• [PROBLEM DESCRIPTION]:
Write out the data below exactly, beginning with the first line and ending once the line that has "兼容 / Mock）、工具调用循环" is written.

[Dataset entries]
//! Comb - 带分层记忆与知识图谱的对话编排引擎
//!
//! 模块划分：
//! - **agent**: 无头 Agent 运行时，对外的 handle_message 入口
//! - **config**: 应用配置加载（TOML + 环境变量）
//! - **core**: 共享错误类型
//! - **graph**: 基于 SQLite 的知识图谱（实体、关系、三元组、路径与邻域查询）
//! - **llm**: LLM 客户端抽象与实现（OpenAI 兼容 / Mock）、工具调用循环
//! - **memory**: 短期 / 长期记忆与协调器
//! - **observability**: tracing 初始化
//! - **session**: 会话令牌存储
//! - **tools**: 工具注册表、执行器与知识图谱工具
//! - **workflow**: 对话 DAG、调度引擎与各任务实现

pub mod agent;
pub mod config;
pub mod core;
pub mod graph;
pub mod llm;
pub mod memory;
pub mod observability;
pub mod session;
pub mod tools;
pub mod workflow;

pub use agent::{Agent, Reply};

• [ANSWER BELOW]:
//! Comb - 带分层记忆与知识图谱的对话编排引擎
//!
//! 模块划分：
//! - **agent**: 无头 Agent 运行时，对外的 handle_message 入口
//! - **config**: 应用配置加载（TOML + 环境变量）
//! - **core**: 共享错误类型
//! - **graph**: 基于 SQLite 的知识图谱（实体、关系、三元组、路径与邻域查询）
//! - **llm**: LLM 客户端抽象与实现（OpenAI 兼容 / Mock）、工具调用循环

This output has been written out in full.